Exercise brief:
A complete, exact copy of the records below is the required result.

┌──

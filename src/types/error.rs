//! Error values surfaced at the book's API boundary.

use thiserror::Error;

/// Errors returned by book operations.
///
/// Both variants are returned by value and leave the book unchanged:
/// a duplicate insert is rejected before matching, and a not-found
/// update or cancel touches nothing.
#[derive(Debug, Clone, Copy, PartialEq, Eq, Error)]
pub enum BookError {
    /// The order id already rests in the book. Callers typically reject
    /// or reassign the id.
    #[error("order {0} already exists in the book")]
    DuplicateId(u64),

    /// No resting order with this id on either side. Common for late
    /// updates or cancels racing an order that has already filled;
    /// callers typically log and continue.
    #[error("order {0} does not exist")]
    NotFound(u64),
}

└──

Response box:
filename src/types/error.rs
//! Error values surfaced at the book's API boundary.

use thiserror::Error;

/// Errors returned by book operations.
///
/// Both variants are returned by value and leave the book unchanged:
/// a duplicate insert is rejected before matching, and a not-found
/// update or cancel touches nothing.
#[derive(Debug, Clone, Copy, PartialEq, Eq, Error)]
pub enum BookError {
    /// The order id already rests in the book. Callers typically reject
    /// or reassign the id.
    #[error("order {0} already exists in the book")]
    DuplicateId(u64),

    /// No resting order with this id on either side. Common for late
    /// updates or cancels racing an order that has already filled;
    /// callers typically log and continue.
    #[error("order {0} does not exist")]
    NotFound(u64),
}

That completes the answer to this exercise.